Tips for a Successful Vertical Jump Training Program

Team VertiMax

Here are two key areas to remember if you want to have a more successful vertical jump training program:

1.  Difference between power and strength

2. Importance of balance and stability 


1. Power and Strength

First and foremost, every coach and athlete should have a solid understanding of the difference between power and strength if they want to have an effective speed training program!
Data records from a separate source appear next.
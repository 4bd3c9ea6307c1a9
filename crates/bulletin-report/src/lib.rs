//! Tag-driven hydrological bulletins.
//!
//! A template worksheet holds `{{TAG}}` markers: one `{{HEADER.*}}` cell whose value groups the
//! stations, a row of `{{DATA.*}}` cells directly below it that is repeated once per station, and
//! any number of general markers elsewhere. [`ReportGenerator`] validates the template, expands
//! the header and data rows for every group and station, and writes the filled workbook.
//!
//! ```no_run
//! use bulletin_report::{JsonMetricSource, Language, OutputSink, ReportGenerator, ReportKind};
//!
//! # fn main() -> Result<(), bulletin_report::ReportError> {
//! let source = JsonMetricSource::from_path("observations.json")?;
//! let mut generator = ReportGenerator::open("daily.xlsx", ReportKind::Daily)?;
//! generator.validate()?;
//! let date = chrono::NaiveDate::from_ymd_opt(2026, 10, 16).unwrap();
//! generator.generate(
//!     source.stations(),
//!     date,
//!     Language::Ru,
//!     &source,
//!     OutputSink::Path("bulletin.xlsx".into()),
//! )?;
//! # Ok(())
//! # }
//! ```

mod catalog;
mod config;
pub mod copy;
mod error;
mod generator;
mod language;
pub mod marker;
mod registry;
mod scanner;
mod station;
pub mod tag;

pub use catalog::{TagCatalog, TagInfo};
pub use config::{BulletinConfig, PackageLimits};
pub use error::{GridError, RegistryError, ReportError, ResolveError};
pub use generator::{
    fill_workbook, group_stations, GenerationSummary, OutputSink, ReportGenerator, StationGroup,
};
pub use language::{Language, ParseLanguageError};
pub use registry::TagRegistry;
pub use scanner::{scan_and_validate, GeneralTagCells, TagOccurrence, ValidatedTemplate};
pub use station::{JsonMetricSource, Metric, MetricError, MetricSource, RunContext, Station};
pub use tag::{NumericFormatter, ParseReportKindError, ReportKind, Tag, TagArgs, TagKind};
Don't ignore arm swing velocity! Arm swing velocity accounts for 10 to 13 percent of vertical jump performance and Vertimax is the only vertical jump training system designed to increase arm swing velocity to increase vertical jump performance. If you want to fully develop your vertical jump potential you have to maximize explosive leg power and arm swing velocity through the full range of the upward explosive jumping movement. If you ignore the arm swing component of the vertical jump, you're leaving a lot of vertical jump potential sitting on the bench!
Make sure you have a useful training load applied when you initiate the upward drive phase of your vertical jump movement.. Vertimax is the only vertical jump training system in the world capable of applying a useful, non-varying load throughout the complete vertical jump motion to maximize power development from start to finish. Conventional elastic training systems Here's the problem with conventional elastic jump training systems: Utilizing elastic bands for vertical jump training is a highly effective means to develop explosive leg power because elastic bands can provide resistive loads without the mass of weights. Thus, resistance generated by elastics allows athletes to have much higher rates of acceleration when performing explosive exercises such as vertical jump training. Achieving higher training velocities enables more effective gains in power production at higher velocities which is the training goal.
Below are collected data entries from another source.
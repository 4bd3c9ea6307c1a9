//! Relationship parts and the workbook sheet list.

use quick_xml::events::Event;
use quick_xml::Reader;

use crate::XlsxError;

pub(crate) const REL_TYPE_WORKSHEET: &str =
    "http://schemas.openxmlformats.org/officeDocument/2006/relationships/worksheet";
pub(crate) const REL_TYPE_SHARED_STRINGS: &str =
    "http://schemas.openxmlformats.org/officeDocument/2006/relationships/sharedStrings";
pub(crate) const REL_TYPE_STYLES: &str =
    "http://schemas.openxmlformats.org/officeDocument/2006/relationships/styles";

#[derive(Clone, Debug, PartialEq, Eq)]
pub struct Relationship {
    pub id: String,
    pub type_uri: String,
    pub target: String,
    pub target_mode: Option<String>,
}

impl Relationship {
    pub fn is_external(&self) -> bool {
        self.target_mode
            .as_deref()
            .is_some_and(|mode| mode.trim().eq_ignore_ascii_case("External"))
    }
}

/// `<sheet>` entry of `xl/workbook.xml`.
#[derive(Clone, Debug, PartialEq, Eq)]
pub struct WorkbookSheet {
    pub name: String,
    pub sheet_id: u32,
    pub rel_id: String,
}

pub fn rels_part_name(part_name: &str) -> String {
    match part_name.rsplit_once('/') {
        Some((dir, file)) => format!("{dir}/_rels/{file}.rels"),
        None => format!("_rels/{part_name}.rels"),
    }
}

/// Resolve a relationship target relative to the part that owns the relationship.
pub fn resolve_target(source_part: &str, target: &str) -> String {
    let target = target.split('#').next().unwrap_or(target);
    let (target, base_dir) = match target.strip_prefix('/') {
        Some(absolute) => (absolute, ""),
        None => (
            target,
            source_part.rsplit_once('/').map(|(dir, _)| dir).unwrap_or(""),
        ),
    };

    let mut components: Vec<&str> = base_dir.split('/').filter(|s| !s.is_empty()).collect();
    for segment in target.split('/') {
        match segment {
            "" | "." => {}
            ".." => {
                components.pop();
            }
            other => components.push(other),
        }
    }
    components.join("/")
}

pub fn local_name(name: &[u8]) -> &[u8] {
    match name.iter().rposition(|b| *b == b':') {
        Some(idx) => &name[idx + 1..],
        None => name,
    }
}

pub fn parse_relationships(xml: &[u8]) -> Result<Vec<Relationship>, XlsxError> {
    let mut reader = Reader::from_reader(xml);
    reader.config_mut().trim_text(true);
    let mut buf = Vec::new();
    let mut relationships = Vec::new();

    loop {
        match reader.read_event_into(&mut buf)? {
            Event::Start(start) | Event::Empty(start)
                if local_name(start.name().as_ref()) == b"Relationship" =>
            {
                let mut id = None;
                let mut target = None;
                let mut type_uri = None;
                let mut target_mode = None;
                for attr in start.attributes() {
                    let attr = attr?;
                    let value = attr.unescape_value()?.into_owned();
                    match local_name(attr.key.as_ref()) {
                        b"Id" => id = Some(value),
                        b"Target" => target = Some(value),
                        b"Type" => type_uri = Some(value),
                        b"TargetMode" => target_mode = Some(value),
                        _ => {}
                    }
                }
                if let (Some(id), Some(target), Some(type_uri)) = (id, target, type_uri) {
                    relationships.push(Relationship {
                        id,
                        type_uri,
                        target,
                        target_mode,
                    });
                }
            }
            Event::Eof => break,
            _ => {}
        }
        buf.clear();
    }

    Ok(relationships)
}

pub fn parse_workbook_sheets(xml: &[u8]) -> Result<Vec<WorkbookSheet>, XlsxError> {
    let mut reader = Reader::from_reader(xml);
    reader.config_mut().trim_text(true);
    let mut buf = Vec::new();
    let mut sheets = Vec::new();

    loop {
        match reader.read_event_into(&mut buf)? {
            Event::Start(e) | Event::Empty(e) if e.local_name().as_ref() == b"sheet" => {
                let mut name = None;
                let mut sheet_id = None;
                let mut rel_id = None;
                for attr in e.attributes() {
                    let attr = attr?;
                    let key = attr.key.as_ref();
                    let value = attr.unescape_value()?.into_owned();
                    match local_name(key) {
                        b"name" => name = Some(value),
                        b"sheetId" => sheet_id = value.parse::<u32>().ok(),
                        b"id" if key != b"id" => rel_id = Some(value),
                        _ => {}
                    }
                }
                sheets.push(WorkbookSheet {
                    name: name.ok_or(XlsxError::MissingAttr("name"))?,
                    sheet_id: sheet_id.ok_or(XlsxError::MissingAttr("sheetId"))?,
                    rel_id: rel_id.ok_or(XlsxError::MissingAttr("r:id"))?,
                });
            }
            Event::Eof => break,
            _ => {}
        }
        buf.clear();
    }

    Ok(sheets)
}
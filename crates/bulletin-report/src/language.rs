use std::fmt;
use std::str::FromStr;

use chrono::{Datelike, NaiveDate};
use serde::{Deserialize, Serialize};

/// Language of resolved text (month names, long dates). Numbers are never localized.
#[derive(Clone, Copy, Debug, Default, PartialEq, Eq, Hash, Serialize, Deserialize)]
#[serde(rename_all = "lowercase")]
pub enum Language {
    #[default]
    En,
    Ru,
    Ky,
}

const MONTHS_EN: [&str; 12] = [
    "January", "February", "March", "April", "May", "June", "July", "August", "September",
    "October", "November", "December",
];

const MONTHS_RU: [&str; 12] = [
    "январь", "февраль", "март", "апрель", "май", "июнь", "июль", "август", "сентябрь",
    "октябрь", "ноябрь", "декабрь",
];

// Genitive forms used after a day number ("16 октября").
const MONTHS_RU_GENITIVE: [&str; 12] = [
    "января", "февраля", "марта", "апреля", "мая", "июня", "июля", "августа", "сентября",
    "октября", "ноября", "декабря",
];

const MONTHS_KY: [&str; 12] = [
    "январь", "февраль", "март", "апрель", "май", "июнь", "июль", "август", "сентябрь",
    "октябрь", "ноябрь", "декабрь",
];

impl Language {
    pub fn code(self) -> &'static str {
        match self {
            Language::En => "en",
            Language::Ru => "ru",
            Language::Ky => "ky",
        }
    }

    pub fn month_name(self, month: u32) -> &'static str {
        let idx = (month.clamp(1, 12) - 1) as usize;
        match self {
            Language::En => MONTHS_EN[idx],
            Language::Ru => MONTHS_RU[idx],
            Language::Ky => MONTHS_KY[idx],
        }
    }

    /// Date as written in bulletin prose, e.g. `16 October 2026` / `16 октября 2026 г.`.
    pub fn long_date(self, date: NaiveDate) -> String {
        let idx = date.month0() as usize;
        let (day, year) = (date.day(), date.year());
        match self {
            Language::En => format!("{day} {} {year}", MONTHS_EN[idx]),
            Language::Ru => format!("{day} {} {year} г.", MONTHS_RU_GENITIVE[idx]),
            Language::Ky => format!("{year}-ж. {day}-{}", MONTHS_KY[idx]),
        }
    }
}

impl fmt::Display for Language {
    fn fmt(&self, f: &mut fmt::Formatter<'_>) -> fmt::Result {
        f.write_str(self.code())
    }
}

#[derive(Debug, Clone, PartialEq, Eq, thiserror::Error)]
#[error("unsupported language {0:?} (expected en, ru or ky)")]
pub struct ParseLanguageError(String);

impl FromStr for Language {
    type Err = ParseLanguageError;

    fn from_str(s: &str) -> Result<Self, Self::Err> {
        match s.trim().to_ascii_lowercase().as_str() {
            "en" => Ok(Language::En),
            "ru" => Ok(Language::Ru),
            "ky" | "kg" => Ok(Language::Ky),
            _ => Err(ParseLanguageError(s.to_string())),
        }
    }
}

#[cfg(test)]
mod tests {
    use super::*;

    #[test]
    fn long_dates_per_language() {
        let date = NaiveDate::from_ymd_opt(2026, 10, 16).unwrap();
        assert_eq!(Language::En.long_date(date), "16 October 2026");
        assert_eq!(Language::Ru.long_date(date), "16 октября 2026 г.");
        assert_eq!(Language::Ky.long_date(date), "2026-ж. 16-октябрь");
        assert_eq!(Language::Ru.month_name(10), "октябрь");
    }

    #[test]
    fn parses_codes() {
        assert_eq!("RU".parse::<Language>(), Ok(Language::Ru));
        assert!("de".parse::<Language>().is_err());
    }
}
use std::collections::BTreeMap;
use std::io::{Cursor, Read, Seek, Write};

use thiserror::Error;

use crate::zip_util::{read_zip_file_bytes_with_budget, zip_part_names_equivalent, ZipInflateBudget};

/// Maximum allowed *inflated* bytes for a single ZIP entry in an XLSX package.
pub const MAX_XLSX_PACKAGE_PART_BYTES: u64 = 256 * 1024 * 1024; // 256 MiB

/// Maximum allowed *inflated* bytes across all ZIP entries in an XLSX package.
pub const MAX_XLSX_PACKAGE_TOTAL_BYTES: u64 = 512 * 1024 * 1024; // 512 MiB

/// Size limits enforced while inflating a template.
#[derive(Debug, Clone, Copy, PartialEq, Eq)]
pub struct XlsxPackageLimits {
    /// Maximum allowed uncompressed bytes for any single part.
    pub max_part_bytes: u64,
    /// Maximum allowed uncompressed bytes across the whole package.
    pub max_total_bytes: u64,
}

impl Default for XlsxPackageLimits {
    fn default() -> Self {
        Self {
            max_part_bytes: MAX_XLSX_PACKAGE_PART_BYTES,
            max_total_bytes: MAX_XLSX_PACKAGE_TOTAL_BYTES,
        }
    }
}

#[derive(Debug, Error)]
pub enum XlsxError {
    #[error("zip error: {0}")]
    Zip(#[from] zip::result::ZipError),
    #[error("io error: {0}")]
    Io(#[from] std::io::Error),
    #[error("xml error: {0}")]
    Xml(#[from] quick_xml::Error),
    #[error("xml attribute error: {0}")]
    Attr(#[from] quick_xml::events::attributes::AttrError),
    #[error("utf-8 error: {0}")]
    Utf8(#[from] std::string::FromUtf8Error),
    #[error("missing required attribute: {0}")]
    MissingAttr(&'static str),
    #[error("missing xlsx part: {0}")]
    MissingPart(String),
    #[error("invalid xlsx: {0}")]
    Invalid(String),
    #[error("invalid cell reference: {0}")]
    InvalidCellRef(String),
    #[error("invalid merged range in {part}: {source}")]
    Merge {
        part: String,
        #[source]
        source: bulletin_model::MergeError,
    },
    #[error(
        "xlsx package part is too large to load safely: {part} is {size} bytes (max {max} bytes)"
    )]
    PartTooLarge { part: String, size: u64, max: u64 },
    #[error("xlsx package is too large to load safely: {total} bytes uncompressed (max {max})")]
    PackageTooLarge { total: u64, max: u64 },
}

/// Raw OPC part map of an `.xlsx` file.
///
/// Parts are kept byte-for-byte; only the parts a caller replaces with [`XlsxPackage::set_part`]
/// change on write.
#[derive(Debug, Clone, Default)]
pub struct XlsxPackage {
    parts: BTreeMap<String, Vec<u8>>,
}

impl XlsxPackage {
    pub fn from_bytes(bytes: &[u8]) -> Result<Self, XlsxError> {
        Self::from_bytes_limited(bytes, XlsxPackageLimits::default())
    }

    pub fn from_bytes_limited(bytes: &[u8], limits: XlsxPackageLimits) -> Result<Self, XlsxError> {
        Self::from_reader_limited(Cursor::new(bytes), limits)
    }

    pub fn from_reader_limited<R: Read + Seek>(
        reader: R,
        limits: XlsxPackageLimits,
    ) -> Result<Self, XlsxError> {
        let mut zip = zip::ZipArchive::new(reader)?;

        let mut parts = BTreeMap::new();
        let mut budget = ZipInflateBudget::new(limits.max_total_bytes);
        for i in 0..zip.len() {
            let mut file = zip.by_index(i)?;
            if !file.is_file() {
                continue;
            }

            let name = file.name().to_string();
            let buf =
                read_zip_file_bytes_with_budget(&mut file, &name, limits.max_part_bytes, &mut budget)?;
            parts.insert(name, buf);
        }

        log::debug!(
            "loaded xlsx package: {} parts, {} bytes inflated",
            parts.len(),
            budget.used_bytes()
        );
        Ok(Self { parts })
    }

    /// Look up a part, tolerating a leading `/`, `\` separators and ASCII case differences.
    pub fn part(&self, name: &str) -> Option<&[u8]> {
        if let Some(bytes) = self.parts.get(name) {
            return Some(bytes.as_slice());
        }
        if let Some(stripped) = name.strip_prefix('/') {
            if let Some(bytes) = self.parts.get(stripped) {
                return Some(bytes.as_slice());
            }
        }
        self.parts
            .iter()
            .find(|(key, _)| zip_part_names_equivalent(key.as_str(), name))
            .map(|(_, bytes)| bytes.as_slice())
    }

    pub fn part_names(&self) -> impl Iterator<Item = &str> {
        self.parts.keys().map(String::as_str)
    }

    pub fn set_part(&mut self, name: impl Into<String>, bytes: Vec<u8>) {
        self.parts.insert(name.into(), bytes);
    }

    pub fn remove_part(&mut self, name: &str) -> Option<Vec<u8>> {
        let key = self
            .parts
            .keys()
            .find(|key| zip_part_names_equivalent(key, name))
            .cloned()?;
        self.parts.remove(&key)
    }

    pub fn write_to_bytes(&self) -> Result<Vec<u8>, XlsxError> {
        let mut buf = Vec::new();
        self.write_to(&mut buf)?;
        Ok(buf)
    }

    pub fn write_to<W: Write>(&self, mut w: W) -> Result<(), XlsxError> {
        let cursor = Cursor::new(Vec::new());
        let mut zip = zip::ZipWriter::new(cursor);
        let options = zip::write::FileOptions::<()>::default()
            .compression_method(zip::CompressionMethod::Deflated);

        for (name, bytes) in &self.parts {
            zip.start_file(name.as_str(), options)?;
            zip.write_all(bytes)?;
        }

        let cursor = zip.finish()?;
        w.write_all(&cursor.into_inner())?;
        Ok(())
    }
}

#[cfg(test)]
mod tests {
    use super::*;

    use zip::write::FileOptions;
    use zip::ZipWriter;

    fn build_zip(entries: &[(&str, &[u8])]) -> Vec<u8> {
        let mut zip = ZipWriter::new(Cursor::new(Vec::new()));
        let options =
            FileOptions::<()>::default().compression_method(zip::CompressionMethod::Deflated);
        for (name, bytes) in entries {
            zip.start_file(*name, options).unwrap();
            zip.write_all(bytes).unwrap();
        }
        zip.finish().unwrap().into_inner()
    }

    #[test]
    fn parts_round_trip_byte_for_byte() {
        let bytes = build_zip(&[("xl/workbook.xml", b"<workbook/>"), ("docProps/app.xml", b"app")]);
        let pkg = XlsxPackage::from_bytes(&bytes).unwrap();
        let rewritten = XlsxPackage::from_bytes(&pkg.write_to_bytes().unwrap()).unwrap();
        assert_eq!(rewritten.part("docProps/app.xml"), Some(&b"app"[..]));
        assert_eq!(rewritten.part("/XL/Workbook.xml"), Some(&b"<workbook/>"[..]));
    }

    #[test]
    fn total_limit_is_enforced() {
        let bytes = build_zip(&[("a.xml", b"0123456789"), ("b.xml", b"0123456789")]);
        let limits = XlsxPackageLimits {
            max_part_bytes: 100,
            max_total_bytes: 15,
        };
        let err = XlsxPackage::from_bytes_limited(&bytes, limits).unwrap_err();
        assert!(matches!(err, XlsxError::PackageTooLarge { max: 15, .. }), "{err:?}");
    }
}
Unfortunately, conventional elastic vertical jump training systems simply attach elastic bands between the ground and waist and when the athlete squats, the elastic bands will go slack and provide almost no load in the crouched position just before the vertical explosive movement occurs. The training load does not actually kick in until the the elastic band gets tight and by then the athlete is half way through the explosive portion of the vertical leap. This is a serious problem if you are not appropriately loading the leg muscles when you initiate the explosive movement because it is at that point where power production for acceleration is most important to maximize lift-off velocity for optimal vertical jump performance.
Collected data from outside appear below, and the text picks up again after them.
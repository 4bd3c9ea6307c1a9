//! [`Worksheet`] -> worksheet XML.
//!
//! Only `<sheetData>`, `<mergeCells>` and `<dimension>` are regenerated. Everything else in the
//! template's worksheet part (column widths, views, print setup, drawings, ...) is streamed
//! through, with row-tied ranges moved by [`crate::row_shift`].

use std::fmt::Write as _;

use bulletin_model::{CellValue, Range, StyleTable, Worksheet};
use quick_xml::events::{BytesEnd, BytesStart, Event};
use quick_xml::{Reader, Writer};

use crate::row_shift::{is_formula_element, shift_formula_text, shift_range_attributes, RowEdits};
use crate::shared_strings::{escape_text, needs_space_preserve, SharedStrings};
use crate::styles::StylesPart;
use crate::XlsxError;

fn insert_before_tag(name: &[u8]) -> bool {
    matches!(
        name,
        // Elements that come after <mergeCells> in the SpreadsheetML schema.
        b"phoneticPr"
            | b"conditionalFormatting"
            | b"dataValidations"
            | b"hyperlinks"
            | b"printOptions"
            | b"pageMargins"
            | b"pageSetup"
            | b"headerFooter"
            | b"rowBreaks"
            | b"colBreaks"
            | b"customProperties"
            | b"cellWatches"
            | b"ignoredErrors"
            | b"smartTags"
            | b"drawing"
            | b"legacyDrawing"
            | b"drawingHF"
            | b"picture"
            | b"oleObjects"
            | b"controls"
            | b"webPublishItems"
            | b"tableParts"
            | b"extLst"
    )
}

/// Namespace prefix of the root `<worksheet>` element (`Some("x")` for `<x:worksheet>`).
pub(crate) fn worksheet_prefix(xml: &[u8]) -> Result<Option<String>, XlsxError> {
    let mut reader = Reader::from_reader(xml);
    let mut buf = Vec::new();
    loop {
        match reader.read_event_into(&mut buf)? {
            Event::Start(e) | Event::Empty(e) => {
                let name = e.name();
                let name = name.as_ref();
                return Ok(name
                    .iter()
                    .position(|b| *b == b':')
                    .map(|idx| String::from_utf8_lossy(&name[..idx]).into_owned()));
            }
            Event::Eof => return Ok(None),
            _ => {}
        }
        buf.clear();
    }
}

fn prefixed_tag(prefix: Option<&str>, local: &str) -> String {
    match prefix {
        Some(p) => format!("{p}:{local}"),
        None => local.to_string(),
    }
}

/// Counters accumulated while rendering, used to fill `<sst count>`.
#[derive(Debug, Default, Clone, Copy)]
pub(crate) struct RenderStats {
    pub(crate) shared_string_refs: usize,
}

/// Render the `<sheetData>` element for `sheet`.
///
/// String values become shared-string references (interned into `shared_strings`); styles are
/// resolved to cell format indices through `styles_part`.
pub(crate) fn render_sheet_data(
    sheet: &Worksheet,
    prefix: Option<&str>,
    style_table: &StyleTable,
    styles_part: &mut StylesPart,
    shared_strings: &mut SharedStrings,
    stats: &mut RenderStats,
) -> String {
    let sheet_data_tag = prefixed_tag(prefix, "sheetData");
    let row_tag = prefixed_tag(prefix, "row");
    let c_tag = prefixed_tag(prefix, "c");
    let f_tag = prefixed_tag(prefix, "f");
    let v_tag = prefixed_tag(prefix, "v");

    let mut out = String::new();
    let mut any_row = false;

    for (row, props) in sheet.iter_rows() {
        if !any_row {
            let _ = write!(out, "<{sheet_data_tag}>");
            any_row = true;
        }
        let _ = write!(out, r#"<{row_tag} r="{}""#, row + 1);
        if let Some(xf) = props.xf {
            let _ = write!(out, r#" s="{xf}" customFormat="1""#);
        }
        if let Some(height) = props.height {
            let _ = write!(out, r#" ht="{height}""#);
        }
        if props.custom_height {
            out.push_str(r#" customHeight="1""#);
        }
        if props.hidden {
            out.push_str(r#" hidden="1""#);
        }
        if props.outline_level > 0 {
            let _ = write!(out, r#" outlineLevel="{}""#, props.outline_level);
        }

        let mut cells = sheet.iter_row(row).peekable();
        if cells.peek().is_none() {
            out.push_str("/>");
            continue;
        }
        out.push('>');

        for (cell_ref, cell) in cells {
            let _ = write!(out, r#"<{c_tag} r="{cell_ref}""#);

            let style = style_table.get(cell.style_id).cloned().unwrap_or_default();
            let xf = styles_part.xf_index_for_style(&style);
            if xf != 0 {
                let _ = write!(out, r#" s="{xf}""#);
            }

            let value = match (&cell.value, cell.formula.is_some()) {
                (CellValue::Empty, _) => None,
                (CellValue::Number(n), _) => Some((None, n.to_string())),
                (CellValue::Boolean(b), _) => {
                    Some((Some("b"), if *b { "1" } else { "0" }.to_string()))
                }
                (CellValue::Error(e), _) => Some((Some("e"), escape_text(e))),
                (CellValue::Date(d), _) => Some((Some("d"), escape_text(d))),
                (CellValue::String(s), true) => Some((Some("str"), escape_text(s))),
                (CellValue::String(s), false) => {
                    stats.shared_string_refs += 1;
                    Some((Some("s"), shared_strings.intern(s).to_string()))
                }
            };
            if let Some((Some(t), _)) = &value {
                let _ = write!(out, r#" t="{t}""#);
            }

            if cell.formula.is_none() && value.is_none() {
                out.push_str("/>");
                continue;
            }
            out.push('>');
            if let Some(formula) = &cell.formula {
                match cell.array_range {
                    Some(range) => {
                        let _ = write!(out, r#"<{f_tag} t="array" ref="{range}">"#);
                    }
                    None => {
                        let _ = write!(out, "<{f_tag}>");
                    }
                }
                let _ = write!(out, "{}</{f_tag}>", escape_text(formula));
            }
            if let Some((_, text)) = value {
                if needs_space_preserve(&text) {
                    let _ = write!(out, r#"<{v_tag} xml:space="preserve">{text}</{v_tag}>"#);
                } else {
                    let _ = write!(out, "<{v_tag}>{text}</{v_tag}>");
                }
            }
            let _ = write!(out, "</{c_tag}>");
        }
        let _ = write!(out, "</{row_tag}>");
    }

    if any_row {
        let _ = write!(out, "</{sheet_data_tag}>");
    } else {
        let _ = write!(out, "<{sheet_data_tag}/>");
    }
    out
}

/// Rewrite a template worksheet part around freshly rendered sheet data.
///
/// `<sheetData>` is replaced with `sheet_data`, `<dimension>` is set to `dimension` and
/// `<mergeCells>` is replaced, inserted at its schema position, or removed when `merges` is
/// empty. Ranges and formulas of the streamed-through elements are moved by `edits`.
pub(crate) fn patch_worksheet_xml(
    original: &[u8],
    prefix: Option<&str>,
    sheet_name: &str,
    sheet_data: &str,
    merges: &[Range],
    dimension: Option<Range>,
    edits: &RowEdits,
) -> Result<Vec<u8>, XlsxError> {
    let mut reader = Reader::from_reader(original);
    reader.config_mut().trim_text(false);
    let mut writer = Writer::new(Vec::with_capacity(original.len() + sheet_data.len()));
    let mut buf = Vec::new();

    let mut skip_depth = 0usize;
    let mut wrote_sheet_data = false;
    let mut wrote_merges = false;
    let mut in_formula = false;

    loop {
        let event = reader.read_event_into(&mut buf)?;
        match event {
            Event::Eof => break,
            _ if skip_depth > 0 => match event {
                Event::Start(_) => skip_depth += 1,
                Event::End(_) => skip_depth -= 1,
                _ => {}
            },
            Event::Start(ref e) | Event::Empty(ref e)
                if e.local_name().as_ref() == b"sheetData" =>
            {
                if matches!(event, Event::Start(_)) {
                    skip_depth = 1;
                }
                writer.get_mut().extend_from_slice(sheet_data.as_bytes());
                wrote_sheet_data = true;
            }
            Event::Start(ref e) | Event::Empty(ref e)
                if e.local_name().as_ref() == b"dimension" =>
            {
                if matches!(event, Event::Start(_)) {
                    skip_depth = 1;
                }
                let name = String::from_utf8_lossy(e.name().as_ref()).into_owned();
                let mut dim = BytesStart::new(name);
                let reference = dimension.map(|r| r.to_string()).unwrap_or_else(|| "A1".into());
                dim.push_attribute(("ref", reference.as_str()));
                writer.write_event(Event::Empty(dim))?;
            }
            Event::Start(ref e) | Event::Empty(ref e)
                if e.local_name().as_ref() == b"mergeCells" =>
            {
                if matches!(event, Event::Start(_)) {
                    skip_depth = 1;
                }
                if !merges.is_empty() {
                    write_merge_cells_block(&mut writer, merges, prefix)?;
                }
                wrote_merges = true;
            }
            Event::Start(ref e) | Event::Empty(ref e)
                if wrote_sheet_data
                    && !wrote_merges
                    && !merges.is_empty()
                    && insert_before_tag(e.local_name().as_ref()) =>
            {
                write_merge_cells_block(&mut writer, merges, prefix)?;
                wrote_merges = true;
                write_shifted(&mut writer, &event, sheet_name, edits, &mut in_formula)?;
            }
            Event::End(ref e) if e.local_name().as_ref() == b"worksheet" => {
                if !wrote_sheet_data {
                    writer.get_mut().extend_from_slice(sheet_data.as_bytes());
                    wrote_sheet_data = true;
                }
                if !wrote_merges && !merges.is_empty() {
                    write_merge_cells_block(&mut writer, merges, prefix)?;
                    wrote_merges = true;
                }
                writer.write_event(event.borrow())?;
            }
            _ => write_shifted(&mut writer, &event, sheet_name, edits, &mut in_formula)?,
        }
        buf.clear();
    }

    if !wrote_sheet_data {
        return Err(XlsxError::Invalid("worksheet part has no root element".to_string()));
    }
    Ok(writer.into_inner())
}

/// Write `event`, moving row-tied ranges and formula text first.
fn write_shifted<W: std::io::Write>(
    writer: &mut Writer<W>,
    event: &Event<'_>,
    sheet_name: &str,
    edits: &RowEdits,
    in_formula: &mut bool,
) -> Result<(), XlsxError> {
    if edits.is_empty() {
        writer.write_event(event.borrow())?;
        return Ok(());
    }
    match event {
        Event::Start(e) => {
            *in_formula = is_formula_element(e.local_name().as_ref());
            match shift_range_attributes(e, sheet_name, edits)? {
                Some(patched) => writer.write_event(Event::Start(patched))?,
                None => writer.write_event(event.borrow())?,
            }
        }
        Event::Empty(e) => match shift_range_attributes(e, sheet_name, edits)? {
            Some(patched) => writer.write_event(Event::Empty(patched))?,
            None => writer.write_event(event.borrow())?,
        },
        Event::End(_) => {
            *in_formula = false;
            writer.write_event(event.borrow())?;
        }
        Event::Text(t) if *in_formula => match shift_formula_text(t, sheet_name, edits)? {
            Some(moved) => writer.write_event(Event::Text(moved))?,
            None => writer.write_event(event.borrow())?,
        },
        _ => writer.write_event(event.borrow())?,
    }
    Ok(())
}

fn write_merge_cells_block<W: std::io::Write>(
    writer: &mut Writer<W>,
    merges: &[Range],
    prefix: Option<&str>,
) -> Result<(), XlsxError> {
    let merge_cells_tag = prefixed_tag(prefix, "mergeCells");
    let merge_cell_tag = prefixed_tag(prefix, "mergeCell");
    let count = merges.len().to_string();
    let mut start = BytesStart::new(merge_cells_tag.as_str());
    start.push_attribute(("count", count.as_str()));
    writer.write_event(Event::Start(start))?;

    for merge in merges {
        let range = merge.to_string();
        let mut elem = BytesStart::new(merge_cell_tag.as_str());
        elem.push_attribute(("ref", range.as_str()));
        writer.write_event(Event::Empty(elem))?;
    }

    writer.write_event(Event::End(BytesEnd::new(merge_cells_tag.as_str())))?;
    Ok(())
}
Imagine being in a quarter mile drag race and only being able to push the gas pedal half way to the floor until you were half way through the race and then allowed to push the pedal to the floor. You would lose every race due to lack of velocity. Vertical jump training with a load only applied through the last half of the movement is not much different than the drag race analogy I just explained. The VertiMax design will not allow elastic bands to go slack because they fully retract into the platform surface. With Vertimax bands attached to the waist and pulling downward on the athlete, no matter how low the athlete squats that bands will not go slack because they can fully retract into the platform surface and slack cannot form in the band. Thus with VertiMax, all the muscles associated with the vertical jump effort will be loaded through the full range of the vertical jumping motion. Applying a useful training load through the FULL range of motion will more effectively condition the leg, back and shoulder muscles involved with the arm swing to produce power sooner in the explosive movement to improve acceleration and take-off velocity.

2. Balance and Stability

Balance and stability are crucial when training for maximum power production. Vertimax has two balance and stability mechanisms built into the system to preserve balance and allow athletes to jump train with more effort on every jump.
The pivoting tracking system allows the resistance bands to track the athlete's hip movement whenever they drift away from the center of the platform. The tracking ability allows VertiMax to keep the cords pulling more downward just like gravity when the athlete are not exactly in the center of the platform. By eliminating un-natural lateral forces that would otherwise build up on conventional systems, VertiMax allows athletes to better maintain balance while jump training and thus drive with more force on every training rep. The ability to exert 100% effort promotes more efficient power development.

Secondly the long elastic bands contained within pulley systems allows the resistance to stay relatively constant throughout the complete jump training movement. With Vertimax the athlete will feel the same resistance from the beginning to the end of the vertical leap. That means the athlete is not de-stabilized by a radically increasing resistance which is what you get when you use conventional jump training systems that tie short elastic bands to the ground. VertiMax provides a stable resistance that simulates increased gravity and allows the athlete to maintain stability while putting forth 100% effort. This allows maximum recruitment and training of the fast twitch muscle motor units for power development when vertical jump training. If you don't believe stability is important when conducting explosive training - try jumping when you're off-balance. I guarantee your brain and physics won't allow you to jump with anywhere near 100 percent effort. Gravity doesn't change when we conduct explosive movements in competition. If it did, we'd have athletes constantly stumbling and falling all over the place. And I can assure you - if an athlete's training resistance is rapidly changing throughout their explosive training movement, their stability and ability to train at 100 percent effort are compromised and they're not optimally developing explosive power.